Developing countries must quickly strengthen their financial sectors, the World Bank has said, warning that risks were rising along with inflation, interest rates and lack of transparency about sovereign and private debts.
The World Bank underscored its longstanding concerns about lack of transparency about Chinese lending and collateralised loans in the sovereign debt sector but also called outgrowing private sector risks in its latest World Development Report.
The bank’s surveys showed 46 per cent of small and medium-sized businesses in developing countries expected to fall behind on debt payments within six months, but the number was twice as high in some countries, chief economist Carmen Reinhart told Reuters in an interview.
Ms Reinhart said she was keeping a close eye on private sector debt developments in bigger emerging markets like India, South Africa, the Philippines, and Kenya, where more than 65 per cent of small and medium-sized companies are expected to be in arrears.
And on the sovereign side, Turkey, whose credit rating was downgraded to “BB-” by rating agency Fitch last week, had been in crisis for several years and could “well be the straw that broke the camel’s back,” she said.
She said massive fiscal and monetary support, coupled with moratoriums on bank loans and generous forbearance policies, had mitigated the economic crisis triggered by the Covid-19 pandemic, but the consequences were now “coming home to roost” for households and firms.
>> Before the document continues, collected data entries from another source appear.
//! Page viewports
//!
//! A viewport describes how a page's view box maps onto pixels at a given
//! scale and rotation. Thumbnails derive their canvas geometry from it.

use crate::error::{ThumbnailError, ThumbnailResult};

/// Normalize a rotation in degrees to 0, 90, 180 or 270
///
/// # Errors
/// Returns `InvalidRotation` when `degrees` is not a multiple of 90.
pub fn normalize_rotation(degrees: i32) -> ThumbnailResult<u32> {
    if degrees % 90 != 0 {
        return Err(ThumbnailError::InvalidRotation(degrees));
    }
    Ok(degrees.rem_euclid(360) as u32)
}

/// Geometry of a page at a scale and rotation
#[derive(Debug, Clone, PartialEq)]
pub struct PageViewport {
    /// Page box as `[x1, y1, x2, y2]` in page units
    pub view_box: [f32; 4],

    /// Page units to pixels
    pub scale: f32,

    /// Clockwise rotation in degrees (0, 90, 180 or 270)
    pub rotation: u32,

    /// Width in pixels after scaling and rotation
    pub width: f32,

    /// Height in pixels after scaling and rotation
    pub height: f32,
}

impl PageViewport {
    /// Create a viewport; `rotation` is reduced modulo 360
    pub fn new(view_box: [f32; 4], scale: f32, rotation: u32) -> Self {
        let rotation = rotation % 360;
        let box_width = (view_box[2] - view_box[0]).abs() * scale;
        let box_height = (view_box[3] - view_box[1]).abs() * scale;

        let (width, height) = if rotation % 180 == 0 {
            (box_width, box_height)
        } else {
            (box_height, box_width)
        };

        Self {
            view_box,
            scale,
            rotation,
            width,
            height,
        }
    }

    /// Copy of this viewport with a new scale and/or rotation
    pub fn clone_with(&self, scale: Option<f32>, rotation: Option<u32>) -> Self {
        Self::new(
            self.view_box,
            scale.unwrap_or(self.scale),
            rotation.unwrap_or(self.rotation),
        )
    }

    /// Width over height; 1.0 for degenerate pages
    pub fn ratio(&self) -> f32 {
        if self.width > 0.0 && self.height > 0.0 {
            self.width / self.height
        } else {
            1.0
        }
    }
}
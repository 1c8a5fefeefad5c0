//! Thumbstrip UI Library
//!
//! Lazily rendered page thumbnail panel for document viewers.
//!
//! `ThumbnailViewer` keeps one `ThumbnailView` per page, lays them out in a
//! scroll container and renders only what is on screen through a shared
//! rendering queue from `thumbstrip-scheduler`. The document, page
//! rasterizer, scroll container and navigation are supplied by the host
//! through the traits in `document`, `link` and the scheduler crate.

pub mod config;
pub mod document;
pub mod error;
pub mod link;
pub mod page_cache;
pub mod scratch;
pub mod thumbnail;
pub mod viewer;
pub mod viewport;

// Re-export public API
pub use config::{ThumbnailViewerConfig, THUMBNAIL_SCROLL_MARGIN, THUMBNAIL_WIDTH};
pub use document::{PdfDocument, PdfPage};
pub use error::{ConfigError, ThumbnailError, ThumbnailResult};
pub use link::LinkService;
pub use page_cache::PageLoadCache;
pub use scratch::{reduce_image, ScratchSurface};
pub use thumbnail::{ThumbnailImage, ThumbnailView, ThumbnailViewOptions};
pub use viewer::{ThumbnailViewer, ThumbnailViewerOptions};
pub use viewport::{normalize_rotation, PageViewport};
“There’s a huge need for better transparency on the private sector debt,” Reinhart said.
The share on non-performing loans had remained below what was feared at the start of the pandemic, but Reinhart said forbearance policies and relaxed accounting standards could be obscuring a “hidden non-performing loan problem.”
“What gets you, in the end, is not so much what you see, but what you don’t see,” she said, warning against complacency about the financial health of households and firms.